Background: One of the systemic conditions that lead to several changes in the oral cavity is hormonal changes which occur during puberty, menstruation, pregnancy, or menopause, so the awareness of women about these oral changes during the menstruation is important to motivate them toward maintaining good oral hygiene to prevent or reduce oral health changes during menstruation and to seek treatment if needed and not ignore them. Aims: This study aims to assess awareness, experience, and attitude of Saudi healthy menstruating women about oral health changes during menstruation. Setting and Design: This study was performed by distributing a questionnaire in the Arabic language to 401 healthy menstruating females between 18 and 45 years of age among the general population of Saudi Arabia. Methodology: A self-administered closed-end questionnaire was designed comprising 21 questions to assess the awareness, experience, and attitude of females about oral health changes during menstruation. Statistical Analysis Used: The frequency analysis and percentages for all answers were calculated. In addition, pairs of Chi-square analyses were conducted between the dependent and independent variables. Results: This study's results showed that halitosis was the oral change that the participants experienced most during their menstruation followed by a mouth burning sensation (36.4%), gingival bleeding (33.9%), alteration in taste sensation (31.2%), gingival swelling (30.2%), formation of oral ulcers (23.25), and increased tooth mobility (18.7%). 53.11% of the participants in this study were aware of the relationship between menstruation and oral health changes and 48.87% of them agreed that maintaining good oral hygiene can reduce these oral changes during menstruation. Conclusion: More than half of the participants in this study were aware of the relationship between menstruation and oral health changes and approximately half of them agreed that maintaining good oral hygiene can reduce these oral changes during menstruation.

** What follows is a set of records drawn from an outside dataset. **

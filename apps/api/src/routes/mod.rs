pub mod health;

use axum::{
    extract::DefaultBodyLimit,
    routing::{get, post},
    Router,
};

use crate::interview::handlers;
use crate::state::AppState;

pub fn build_router(state: AppState) -> Router {
    let upload_limit = state.config.max_upload_bytes;

    Router::new()
        .route("/health", get(health::health_handler))
        .route("/api/v1/interviews", post(handlers::handle_start_from_jd))
        .route(
            "/api/v1/interviews/from-skills",
            post(handlers::handle_start_from_skills),
        )
        .route("/api/v1/interviews/:id", get(handlers::handle_get_status))
        .route(
            "/api/v1/interviews/:id/answers",
            post(handlers::handle_submit_answer),
        )
        .route(
            "/api/v1/interviews/:id/complete",
            post(handlers::handle_complete),
        )
        .layer(DefaultBodyLimit::max(upload_limit))
        .with_state(state)
}
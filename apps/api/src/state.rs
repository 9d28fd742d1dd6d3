use std::sync::Arc;

use crate::config::Config;
use crate::interview::collaborators::{QuestionGenerator, SkillExtractor};
use crate::interview::engine::InterviewEngine;

/// Shared application state injected into all route handlers via Axum extractors.
#[derive(Clone)]
pub struct AppState {
    pub engine: Arc<InterviewEngine>,
    /// Used only when a session is started from a raw job description.
    pub skill_extractor: Arc<dyn SkillExtractor>,
    pub question_generator: Arc<dyn QuestionGenerator>,
    pub config: Config,
}
//! Normalization of the skill and question lists a session is started with.

use std::collections::HashSet;

use crate::interview::error::InterviewError;
use crate::interview::models::{Question, Skill, DEFAULT_SKILL_CATEGORY};

/// Trims names, defaults blank categories, and rejects empty or duplicate
/// (case-insensitive) skill names.
pub fn normalize_skills(skills: Vec<Skill>) -> Result<Vec<Skill>, InterviewError> {
    if skills.is_empty() {
        return Err(InterviewError::Validation(
            "at least one skill is required".to_string(),
        ));
    }

    let mut seen = HashSet::new();
    let mut normalized = Vec::with_capacity(skills.len());

    for skill in skills {
        let name = skill.name.trim().to_string();
        if name.is_empty() {
            return Err(InterviewError::Validation(
                "skill names cannot be blank".to_string(),
            ));
        }
        if !seen.insert(name.to_lowercase()) {
            return Err(InterviewError::Validation(format!(
                "duplicate skill '{name}'"
            )));
        }
        let category = match skill.category.trim() {
            "" => DEFAULT_SKILL_CATEGORY.to_string(),
            c => c.to_string(),
        };
        normalized.push(Skill { name, category });
    }

    Ok(normalized)
}

/// Trims question texts and assigns indices 0..n in the given order.
pub fn normalize_questions(questions: Vec<String>) -> Result<Vec<Question>, InterviewError> {
    if questions.is_empty() {
        return Err(InterviewError::Validation(
            "at least one question is required".to_string(),
        ));
    }

    questions
        .into_iter()
        .enumerate()
        .map(|(index, text)| {
            let text = text.trim().to_string();
            if text.is_empty() {
                Err(InterviewError::Validation(format!(
                    "question {index} is blank"
                )))
            } else {
                Ok(Question { index, text })
            }
        })
        .collect()
}

#[cfg(test)]
mod tests {
    use super::*;

    #[test]
    fn test_empty_skills_rejected() {
        assert!(matches!(
            normalize_skills(vec![]),
            Err(InterviewError::Validation(_))
        ));
    }

    #[test]
    fn test_duplicate_skill_names_rejected_case_insensitively() {
        let result = normalize_skills(vec![
            Skill::new("Forklift Operation", "Equipment Operation"),
            Skill::new("forklift operation ", "Equipment Operation"),
        ]);
        assert!(matches!(result, Err(InterviewError::Validation(msg)) if msg.contains("duplicate")));
    }

    #[test]
    fn test_blank_category_defaults_to_general() {
        let skills = normalize_skills(vec![Skill::new("  Teamwork ", " ")]).unwrap();
        assert_eq!(skills, vec![Skill::new("Teamwork", "General")]);
    }

    #[test]
    fn test_blank_skill_name_rejected() {
        assert!(normalize_skills(vec![Skill::new("   ", "Soft Skill")]).is_err());
    }

    #[test]
    fn test_questions_reindexed_in_order() {
        let questions = normalize_questions(vec![
            " Do you have OSHA 10? ".to_string(),
            "Have you driven a forklift?".to_string(),
        ])
        .unwrap();
        assert_eq!(questions[0].index, 0);
        assert_eq!(questions[0].text, "Do you have OSHA 10?");
        assert_eq!(questions[1].index, 1);
    }

    #[test]
    fn test_blank_question_rejected() {
        assert!(normalize_questions(vec!["ok?".to_string(), "  ".to_string()]).is_err());
        assert!(normalize_questions(vec![]).is_err());
    }
}
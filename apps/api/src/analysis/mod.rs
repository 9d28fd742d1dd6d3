// Concrete collaborator backends: the Claude-backed extractor, question
// generator, cleaner and detector, plus the Whisper speech-to-text client.
// All LLM calls go through llm_client; no direct Anthropic calls here.

pub mod cleaner;
pub mod prompts;
pub mod question_generator;
pub mod skill_detector;
pub mod skill_extractor;
pub mod transcriber;

use crate::interview::collaborators::CollaboratorError;
use crate::llm_client::LlmError;

impl From<LlmError> for CollaboratorError {
    fn from(e: LlmError) -> Self {
        match e {
            e if e.is_timeout() => CollaboratorError::Timeout(e.to_string()),
            LlmError::Parse(e) => CollaboratorError::Rejected(format!("unparseable reply: {e}")),
            LlmError::EmptyContent => {
                CollaboratorError::Rejected("empty reply from model".to_string())
            }
            other => CollaboratorError::Unavailable(other.to_string()),
        }
    }
}
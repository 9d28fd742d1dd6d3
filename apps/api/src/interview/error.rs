use thiserror::Error;
use uuid::Uuid;

use crate::interview::models::SessionStatus;

/// Caller-facing engine failures. None of these mutate session state.
#[derive(Debug, Clone, PartialEq, Error)]
pub enum InterviewError {
    #[error("Interview session {0} not found")]
    NotFound(Uuid),

    #[error("Interview session {session_id} is {status:?}")]
    InvalidState {
        session_id: Uuid,
        status: SessionStatus,
    },

    #[error("Stale question index: expected {expected}, got {received}")]
    StaleQuestion { expected: usize, received: usize },

    #[error("Invalid interview input: {0}")]
    Validation(String),
}
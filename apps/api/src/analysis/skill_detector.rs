//! Skill detection: which of the offered skills an answer demonstrates.
//!
//! Default: `LlmSkillDetector` (semantic, handles "I drive a forklift" → "Forklift Operation").
//! Fallback: `interview::keyword_detector` (case-insensitive name match, no I/O).

use async_trait::async_trait;
use tracing::debug;

use crate::analysis::prompts::{SKILL_DETECT_PROMPT_TEMPLATE, SKILL_DETECT_SYSTEM};
use crate::interview::collaborators::{CollaboratorError, SkillDetector};
use crate::interview::keyword_detector::match_keywords;
use crate::llm_client::prompts::{JSON_ARRAY_ONLY, NO_INVENTION_INSTRUCTION};
use crate::llm_client::LlmClient;

pub struct LlmSkillDetector {
    llm: LlmClient,
}

impl LlmSkillDetector {
    pub fn new(llm: LlmClient) -> Self {
        Self { llm }
    }
}

#[async_trait]
impl SkillDetector for LlmSkillDetector {
    async fn detect(
        &self,
        text: &str,
        candidates: &[String],
    ) -> Result<Vec<String>, CollaboratorError> {
        if candidates.is_empty() || text.trim().is_empty() {
            return Ok(Vec::new());
        }

        let prompt = build_detect_prompt(text, candidates);
        let system = format!("{SKILL_DETECT_SYSTEM} {NO_INVENTION_INSTRUCTION} {JSON_ARRAY_ONLY}");

        match self.llm.call_json::<Vec<String>>(&prompt, &system).await {
            Ok(names) if !names.is_empty() => Ok(names),
            Ok(_) => Ok(match_keywords(text, candidates)),
            // A reply we cannot read still leaves the verbatim mentions.
            Err(crate::llm_client::LlmError::Parse(e)) => {
                debug!("Detector reply unparseable ({e}), using keyword match");
                Ok(match_keywords(text, candidates))
            }
            Err(e) => Err(e.into()),
        }
    }
}

fn build_detect_prompt(text: &str, candidates: &[String]) -> String {
    let skills = candidates
        .iter()
        .map(|c| format!("- {c}"))
        .collect::<Vec<_>>()
        .join("\n");
    SKILL_DETECT_PROMPT_TEMPLATE
        .replace("{skills}", &skills)
        .replace("{text}", text)
}

#[cfg(test)]
mod tests {
    use super::*;

    fn names(list: &[&str]) -> Vec<String> {
        list.iter().map(|s| s.to_string()).collect()
    }

    #[test]
    fn test_detect_prompt_lists_only_candidates() {
        let prompt = build_detect_prompt("I weld", &names(&["Welding", "CPR"]));
        assert!(prompt.contains("- Welding\n- CPR"));
        assert!(prompt.contains("\"I weld\""));
    }
}
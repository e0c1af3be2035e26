//! The three textual output formats of spec §6: KITTeL, CInt
//! (complexity tuples, plain or uniform), and T2. Each SCC's rule list
//! is rendered independently — the driver prints once per SCC.

pub mod cint;
pub mod kittel;
pub mod t2;

use algebra::{Rule, Symbol};
use core_error::CoreResult;

#[derive(Clone, Copy, Debug, PartialEq, Eq)]
pub enum OutputFormat {
    Kittel,
    Cint,
    UniformCint,
    T2,
}

pub fn render(rules: &[Rule], start: Symbol, format: OutputFormat) -> CoreResult<String> {
    match format {
        OutputFormat::Kittel => Ok(kittel::print_kittel(rules)),
        OutputFormat::Cint => cint::print_cint(rules, start, false),
        OutputFormat::UniformCint => cint::print_cint(rules, start, true),
        OutputFormat::T2 => Ok(t2::print_t2(rules, start)),
    }
}
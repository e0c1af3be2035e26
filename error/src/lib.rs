//! The fatal error kinds of spec §7, shared by every core crate so a
//! failure can propagate with `?` from wherever it's detected up to
//! `cli::main`, which maps it to the process exit code §6 names.

use thiserror::Error;

#[derive(Debug, Error)]
pub enum CoreError {
    /// §7 kind 1. Not one of §6's explicitly numbered codes; treated as
    /// an internal/configuration code distinct from 0-7 (see
    /// `exit_code`, and DESIGN.md for the reasoning).
    #[error("configuration conflict: {0}")]
    ConfigurationConflict(String),

    /// §6 code 3: `start-function-name` names no function in the module.
    #[error("start function not found: {0}")]
    StartFunctionNotFound(String),

    /// §6 code 4: the named start function is a declaration with no body.
    #[error("start function has no body: {0}")]
    StartFunctionIsDeclaration(String),

    /// §6 code 5: the named start function's signature can't be lowered
    /// (e.g. a non-integer, non-void parameter the converter can't model).
    #[error("start function has an unsupported signature: {0}")]
    StartFunctionWrongSignature(String),

    /// §6 code 6. §7 kind 3: collected up front, reported together.
    #[error("unsupported instruction(s): {0:?}")]
    UnsupportedInstructions(Vec<String>),

    /// §6 code 7. §7 kind 4.
    #[error("cyclic call graph incompatible with eager-inline")]
    CyclicCallGraphWithEagerInline,

    /// §7 kind 2: a lookup into an alias or condition map returned
    /// absent where the converter expected a value — a programming bug
    /// inside the core, not a malformed-input condition.
    #[error("missing analysis fact for instruction {instruction} in function {function}")]
    MissingAnalysisFact {
        function: String,
        instruction: String,
    },

    /// §7 kind 5.
    #[error("SMT subprocess failure: {0}")]
    SmtSubprocessFailure(String),

    /// §7 kind 6: a `Negation`/`Or` reaching a printer or pass that
    /// only accepts a conjunction of atoms.
    #[error("unexpected algebraic shape: {0}")]
    UnexpectedAlgebraicShape(String),
}

impl CoreError {
    /// The §6 exit code for this error kind. §6 only assigns explicit
    /// numbers to input handling (1, 2), function selection (3-5),
    /// unsupported instructions (6), and cyclic-call-graph (7);
    /// everything else is "a non-zero internal code for invariant
    /// violations" and gets one here, above the explicit 0-7 range.
    pub fn exit_code(&self) -> i32 {
        match self {
            CoreError::StartFunctionNotFound(_) => 3,
            CoreError::StartFunctionIsDeclaration(_) => 4,
            CoreError::StartFunctionWrongSignature(_) => 5,
            CoreError::UnsupportedInstructions(_) => 6,
            CoreError::CyclicCallGraphWithEagerInline => 7,
            CoreError::ConfigurationConflict(_) => 64,
            CoreError::MissingAnalysisFact { .. } => 65,
            CoreError::SmtSubprocessFailure(_) => 66,
            CoreError::UnexpectedAlgebraicShape(_) => 67,
        }
    }
}

pub type CoreResult<T> = Result<T, CoreError>;
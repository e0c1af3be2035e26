use crate::constraint::Constraint;
use crate::polynomial::Polynomial;
use crate::symbol::Symbol;
use std::collections::HashMap;
use std::fmt;
use std::sync::Arc;

#[derive(PartialEq, Eq, Hash)]
struct TermData {
    head: Symbol,
    args: Vec<Polynomial>,
}

/// A program location applied to its argument vector: `f(p1, ..., pn)`.
/// The function symbol is a program location (§2's `FunctionId`, or a
/// derived per-block/per-loop location minted by the converter); the
/// arguments are the polynomials carrying that location's live integer
/// state. `Arc`-shared for the same reason `Polynomial` is: rules get
/// cloned freely while passes rewrite the rule list.
#[derive(Clone, PartialEq, Eq, Hash)]
pub struct Term(Arc<TermData>);

impl Term {
    pub fn new(head: Symbol, args: Vec<Polynomial>) -> Term {
        Term(Arc::new(TermData { head, args }))
    }

    pub fn head(&self) -> Symbol {
        self.0.head
    }

    pub fn args(&self) -> &[Polynomial] {
        &self.0.args
    }

    pub fn arity(&self) -> usize {
        self.0.args.len()
    }

    pub fn variables(&self) -> Vec<Symbol> {
        let mut vars: Vec<Symbol> = self.0.args.iter().flat_map(|p| p.variables()).collect();
        vars.sort();
        vars.dedup();
        vars
    }

    pub fn instantiate(&self, sigma: &HashMap<Symbol, Polynomial>) -> Term {
        Term::new(
            self.0.head,
            self.0.args.iter().map(|a| a.instantiate(sigma)).collect(),
        )
    }

    /// Remove the arguments at the given (sorted, deduplicated) indices.
    /// Used by the Slicer, which drops an argument position across every
    /// rule at once and so must keep every `Term` naming that head at
    /// the same reduced arity (invariant: "dropping argument `i` from
    /// one call site drops it everywhere that head appears").
    pub fn drop_args(&self, indices: &[usize]) -> Term {
        let args = self
            .0
            .args
            .iter()
            .enumerate()
            .filter(|(i, _)| !indices.contains(i))
            .map(|(_, a)| a.clone())
            .collect();
        Term::new(self.0.head, args)
    }
}

impl fmt::Debug for Term {
    fn fmt(&self, f: &mut fmt::Formatter<'_>) -> fmt::Result {
        write!(f, "{}(", self.0.head)?;
        for (i, a) in self.0.args.iter().enumerate() {
            if i > 0 {
                write!(f, ", ")?;
            }
            write!(f, "{:?}", a)?;
        }
        write!(f, ")")
    }
}

/// A rewrite rule `lhs -> rhs [guard]`. The guard defaults to `True` and
/// is expected to be a conjunction of atoms once past the Kittelizer
/// (spec invariant 4); earlier in the pipeline it may still carry
/// disjunction and negation.
#[derive(Clone, PartialEq, Eq, Hash, Debug)]
pub struct Rule {
    pub lhs: Term,
    pub rhs: Term,
    pub guard: Constraint,
}

impl Rule {
    pub fn new(lhs: Term, rhs: Term, guard: Constraint) -> Rule {
        Rule { lhs, rhs, guard }
    }

    pub fn unguarded(lhs: Term, rhs: Term) -> Rule {
        Rule::new(lhs, rhs, Constraint::tru())
    }

    pub fn variables(&self) -> Vec<Symbol> {
        let mut vars = self.lhs.variables();
        vars.extend(self.rhs.variables());
        vars.extend(self.guard.variables());
        vars.sort();
        vars.dedup();
        vars
    }

    pub fn instantiate(&self, sigma: &HashMap<Symbol, Polynomial>) -> Rule {
        Rule {
            lhs: self.lhs.instantiate(sigma),
            rhs: self.rhs.instantiate(sigma),
            guard: self.guard.instantiate(sigma),
        }
    }

    /// Drop the given argument indices from both sides' `Term`s whenever
    /// their head matches `head` (a no-op side if the head doesn't
    /// match). Used by the Slicer to shrink one program location's
    /// arity across the whole rule set in one pass.
    pub fn drop_args_for(&self, head: Symbol, indices: &[usize]) -> Rule {
        let lhs = if self.lhs.head() == head {
            self.lhs.drop_args(indices)
        } else {
            self.lhs.clone()
        };
        let rhs = if self.rhs.head() == head {
            self.rhs.drop_args(indices)
        } else {
            self.rhs.clone()
        };
        Rule::new(lhs, rhs, self.guard.clone())
    }
}
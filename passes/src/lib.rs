//! The rewrite passes run after Condensation (spec §4.F-H): Kittelizer
//! flattens guards to conjunctions of atoms, Slicer drops dead argument
//! positions, Bound-Constrainer re-injects width bounds under
//! bounded-integer encoding.

pub mod bound_constrainer;
pub mod kittelizer;
pub mod slicer;

pub use bound_constrainer::{constrain_bounds, BoundConstrainerOptions};
pub use kittelizer::kittelize;
pub use slicer::{slice_scc, SliceOptions};
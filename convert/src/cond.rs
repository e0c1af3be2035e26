//! `cond_of_value` and the comparison/bitwise encodings (spec §4.E).

use crate::config::ConverterOptions;
use crate::signtest::SignTest;
use crate::varvec::VarVec;
use algebra::{bitwidth, Constraint, Polynomial, RelOp};
use ir::{Function, ICmpPred, InstKind, Module, Ty, ValueId};

pub fn poly_of(v: &ValueId, func: &Function, vv: &VarVec) -> Option<Polynomial> {
    match v {
        ValueId::Param(i) => vv.symbol_of_param(func.id, *i).map(Polynomial::from_var),
        ValueId::Local(loc) => vv
            .symbol_of_local(func.id, *loc)
            .map(Polynomial::from_var),
        ValueId::Global(g) => vv.symbol_of_global(*g).map(Polynomial::from_var),
        ValueId::ConstInt(n, _) => Some(Polynomial::constant(n.clone())),
        ValueId::ConstBool(_) | ValueId::Opaque => None,
    }
}

fn value_ty(v: &ValueId, func: &Function, module: &Module) -> Ty {
    match v {
        ValueId::Param(i) => func.params[*i as usize].ty,
        ValueId::Local(loc) => func.block(loc.block).inst_at(loc.idx).ty,
        ValueId::Global(g) => module.global(*g).ty,
        ValueId::ConstInt(_, ty) => *ty,
        ValueId::ConstBool(_) => Ty::Bool,
        ValueId::Opaque => Ty::Other,
    }
}

fn base_relop(pred: ICmpPred) -> RelOp {
    match pred {
        ICmpPred::Eq => RelOp::Eq,
        ICmpPred::Ne => RelOp::Ne,
        ICmpPred::SignedLt | ICmpPred::UnsignedLt => RelOp::Lt,
        ICmpPred::SignedLe | ICmpPred::UnsignedLe => RelOp::Le,
        ICmpPred::SignedGt | ICmpPred::UnsignedGt => RelOp::Gt,
        ICmpPred::SignedGe | ICmpPred::UnsignedGe => RelOp::Ge,
    }
}

/// `x >_u y` / `x ≥_u y` (and symmetric `<_u`/`≤_u`) expanded for a
/// signed-bounded encoding: same-sign-half comparisons agree with the
/// signed order; crossing the sign boundary is decided outright.
fn three_case_unsigned_under_signed(pl: &Polynomial, pr: &Polynomial, relop: RelOp) -> Constraint {
    let zero = Polynomial::zero();
    let ge0_l = Constraint::atom(pl.clone(), zero.clone(), RelOp::Ge);
    let ge0_r = Constraint::atom(pr.clone(), zero.clone(), RelOp::Ge);
    let lt0_l = Constraint::atom(pl.clone(), zero.clone(), RelOp::Lt);
    let lt0_r = Constraint::atom(pr.clone(), zero.clone(), RelOp::Lt);
    let direct = Constraint::atom(pl.clone(), pr.clone(), relop);
    let same_pos = Constraint::conjunction([ge0_l.clone(), ge0_r.clone(), direct.clone()]);
    let same_neg = Constraint::conjunction([lt0_l.clone(), lt0_r.clone(), direct]);
    let cross = match relop {
        RelOp::Gt | RelOp::Ge => Constraint::and(lt0_l, ge0_r),
        RelOp::Lt | RelOp::Le => Constraint::and(ge0_l, lt0_r),
        _ => Constraint::fals(),
    };
    Constraint::disjunction([same_pos, same_neg, cross])
}

/// Signed comparison under unsigned-bounded encoding: the dual split,
/// on `≤ simax(w)` vs `> simax(w)` instead of `≥ 0` vs `< 0`.
fn three_case_signed_under_unsigned(
    pl: &Polynomial,
    pr: &Polynomial,
    relop: RelOp,
    w: u32,
) -> Constraint {
    let simax = bitwidth::signed_max(w);
    let low_l = Constraint::atom(pl.clone(), simax.clone(), RelOp::Le);
    let low_r = Constraint::atom(pr.clone(), simax.clone(), RelOp::Le);
    let high_l = Constraint::atom(pl.clone(), simax.clone(), RelOp::Gt);
    let high_r = Constraint::atom(pr.clone(), simax.clone(), RelOp::Gt);
    let direct = Constraint::atom(pl.clone(), pr.clone(), relop);
    let same_low = Constraint::conjunction([low_l.clone(), low_r.clone(), direct.clone()]);
    let same_high = Constraint::conjunction([high_l.clone(), high_r.clone(), direct]);
    let cross = match relop {
        RelOp::Gt | RelOp::Ge => Constraint::and(low_l, high_r),
        RelOp::Lt | RelOp::Le => Constraint::and(high_l, low_r),
        _ => Constraint::fals(),
    };
    Constraint::disjunction([same_low, same_high, cross])
}

fn comparison(
    pred: ICmpPred,
    lhs: &ValueId,
    rhs: &ValueId,
    func: &Function,
    module: &Module,
    vv: &VarVec,
    opts: &ConverterOptions,
) -> Constraint {
    let (Some(pl), Some(pr)) = (poly_of(lhs, func, vv), poly_of(rhs, func, vv)) else {
        return Constraint::nondef();
    };
    let relop = base_relop(pred);
    if !opts.bounded_integers {
        return Constraint::atom(pl, pr, relop);
    }
    let w = value_ty(lhs, func, module)
        .bit_width()
        .or_else(|| value_ty(rhs, func, module).bit_width());
    let Some(w) = w else {
        return Constraint::atom(pl, pr, relop);
    };
    if pred.is_unsigned() && !opts.unsigned_encoding {
        three_case_unsigned_under_signed(&pl, &pr, relop)
    } else if pred.is_signed() && opts.unsigned_encoding {
        three_case_signed_under_unsigned(&pl, &pr, relop, w)
    } else {
        Constraint::atom(pl, pr, relop)
    }
}

pub fn sign_test_for(opts: &ConverterOptions, w: Option<u32>) -> SignTest {
    match (opts.bounded_integers, opts.unsigned_encoding, w) {
        (true, true, Some(w)) => SignTest::BoundedUnsigned(w),
        _ => SignTest::Plain,
    }
}

/// `and`/`or` as the four-case sign-split bitwise constraint (spec
/// §4.E), under bounded + bitwise-conditions; collapses to the plain
/// monotone bound under unsigned bounding.
pub fn bitwise_and_constraint(
    x: &Polynomial,
    y: &Polynomial,
    z: &Polynomial,
    opts: &ConverterOptions,
) -> Constraint {
    if opts.unsigned_encoding {
        return Constraint::and(
            Constraint::atom(z.clone(), x.clone(), RelOp::Le),
            Constraint::atom(z.clone(), y.clone(), RelOp::Le),
        );
    }
    let zero = Polynomial::zero();
    let ge0 = |p: &Polynomial| Constraint::atom(p.clone(), zero.clone(), RelOp::Ge);
    let lt0 = |p: &Polynomial| Constraint::atom(p.clone(), zero.clone(), RelOp::Lt);
    let le = |a: &Polynomial, b: &Polynomial| Constraint::atom(a.clone(), b.clone(), RelOp::Le);
    let case1 = Constraint::conjunction([ge0(x), ge0(y), ge0(z), le(z, x), le(z, y)]);
    let case2 = Constraint::conjunction([ge0(x), lt0(y), ge0(z), le(z, x)]);
    let case3 = Constraint::conjunction([lt0(x), ge0(y), ge0(z), le(z, y)]);
    let case4 = Constraint::conjunction([lt0(x), lt0(y), lt0(z), le(z, x), le(z, y)]);
    Constraint::disjunction([case1, case2, case3, case4])
}

pub fn bitwise_or_constraint(
    x: &Polynomial,
    y: &Polynomial,
    z: &Polynomial,
    opts: &ConverterOptions,
) -> Constraint {
    if opts.unsigned_encoding {
        return Constraint::and(
            Constraint::atom(z.clone(), x.clone(), RelOp::Ge),
            Constraint::atom(z.clone(), y.clone(), RelOp::Ge),
        );
    }
    let zero = Polynomial::zero();
    let ge0 = |p: &Polynomial| Constraint::atom(p.clone(), zero.clone(), RelOp::Ge);
    let lt0 = |p: &Polynomial| Constraint::atom(p.clone(), zero.clone(), RelOp::Lt);
    let ge = |a: &Polynomial, b: &Polynomial| Constraint::atom(a.clone(), b.clone(), RelOp::Ge);
    let case1 = Constraint::conjunction([ge0(x), ge0(y), ge0(z), ge(z, x), ge(z, y)]);
    let case2 = Constraint::conjunction([ge0(x), lt0(y), lt0(z), ge(z, y)]);
    let case3 = Constraint::conjunction([lt0(x), ge0(y), lt0(z), ge(z, x)]);
    let case4 = Constraint::conjunction([lt0(x), lt0(y), lt0(z), ge(z, x), ge(z, y)]);
    Constraint::disjunction([case1, case2, case3, case4])
}

fn fallback_atom(v: &ValueId, func: &Function, vv: &VarVec) -> Constraint {
    match poly_of(v, func, vv) {
        Some(p) => Constraint::atom(p, Polynomial::zero(), RelOp::Ne),
        None => Constraint::nondef(),
    }
}

/// Public wrapper used to encode an `ExplicitLoopCondition` (an `icmp`
/// outside the instruction stream proper, recovered by the loop-
/// condition analysis) the same way an ordinary `icmp` instruction is
/// encoded.
pub fn icmp_constraint(
    pred: ICmpPred,
    lhs: &ValueId,
    rhs: &ValueId,
    func: &Function,
    module: &Module,
    vv: &VarVec,
    opts: &ConverterOptions,
) -> Constraint {
    comparison(pred, lhs, rhs, func, module, vv, opts)
}

/// Interpret a boolean-typed value as a `Constraint`, per spec §4.E's
/// `cond_of_value` table.
pub fn cond_of_value(
    v: &ValueId,
    func: &Function,
    module: &Module,
    vv: &VarVec,
    opts: &ConverterOptions,
) -> Constraint {
    match v {
        ValueId::ConstBool(b) => {
            if *b {
                Constraint::tru()
            } else {
                Constraint::fals()
            }
        }
        ValueId::Local(loc) => {
            let inst = &func.block(loc.block).inst_at(loc.idx).kind;
            match inst {
                InstKind::BoolAnd(a, b) => Constraint::and(
                    cond_of_value(a, func, module, vv, opts),
                    cond_of_value(b, func, module, vv, opts),
                ),
                InstKind::BoolOr(a, b) => Constraint::or(
                    cond_of_value(a, func, module, vv, opts),
                    cond_of_value(b, func, module, vv, opts),
                ),
                InstKind::BoolNot(a) => Constraint::not(cond_of_value(a, func, module, vv, opts)),
                InstKind::ZExtFromBool(src) => cond_of_value(src, func, module, vv, opts),
                InstKind::ICmp { pred, lhs, rhs } => {
                    comparison(*pred, lhs, rhs, func, module, vv, opts)
                }
                InstKind::Select {
                    cond,
                    if_true,
                    if_false,
                } => match (if_true, if_false) {
                    (ValueId::ConstBool(true), _) => Constraint::or(
                        cond_of_value(cond, func, module, vv, opts),
                        cond_of_value(if_false, func, module, vv, opts),
                    ),
                    (ValueId::ConstBool(false), _) => Constraint::and(
                        Constraint::not(cond_of_value(cond, func, module, vv, opts)),
                        cond_of_value(if_false, func, module, vv, opts),
                    ),
                    (_, ValueId::ConstBool(true)) => Constraint::or(
                        Constraint::not(cond_of_value(cond, func, module, vv, opts)),
                        cond_of_value(if_true, func, module, vv, opts),
                    ),
                    (_, ValueId::ConstBool(false)) => Constraint::and(
                        cond_of_value(cond, func, module, vv, opts),
                        cond_of_value(if_true, func, module, vv, opts),
                    ),
                    _ => fallback_atom(v, func, vv),
                },
                _ => fallback_atom(v, func, vv),
            }
        }
        _ => fallback_atom(v, func, vv),
    }
}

Keywords: Health, menstruation, oral, periodontics, women


How to cite this article:
Almutairi AS. Assessment of awareness, experience, and attitude of Saudi women about oral health changes during the menstruation: A cross-sectional study. Saudi J Health Sci 2022;11:209-14

How to cite this URL:
Almutairi AS. Assessment of awareness, experience, and attitude of Saudi women about oral health changes during the menstruation: A cross-sectional study. Saudi J Health Sci [serial online] 2022 [cited 2023 Feb 7];11:209-14. Available from: https://www.saudijhealthsci.org/text.asp?2022/11/3/209/362379




  Introduction Top


Oral health is important for overall general health; however, oral health can be affected by systemic diseases or conditions. One of the systemic conditions that lead to several changes in the oral cavity is hormonal changes. In females, hormonal fluctuations occur at different life stages during puberty, menstruation, pregnancy, or menopause. Hormonal fluctuations affect females throughout their lives.

The two main female sex hormones are estrogen and progesterone. Receptors for both have been found in human gingiva.[1] It has been noticed that there is a fluctuation in ovarian hormones during the menstrual cycle.[2]

In females, several oral changes due to fluctuations in estrogen/progesterone levels have been reported. Increased gingival bleeding, sensitivity, and tenderness have been reported in young females during puberty and 3–4 days before menstruation. These issues resolve once menstruation has begun.[3] In addition, increased gingival exudate during menstruation has been reported[4] which causes increased tooth mobility.[5]

The primary etiological factor of periodontal disease is microorganisms that form dental plaque. This microbial dental plaque induces tissue inflammation that may manifest and remain as gingivitis or proceed to periodontitis in certain patients.[6] The severity of this inflammatory condition is modified by systemic factors and environmental factors. Sex hormones are one of these systemic factors. There is strong evidence that sex hormone levels may alter the inflammatory response to plaque and, although this predominantly results in gingivitis alone, an increased risk of periodontitis.[6]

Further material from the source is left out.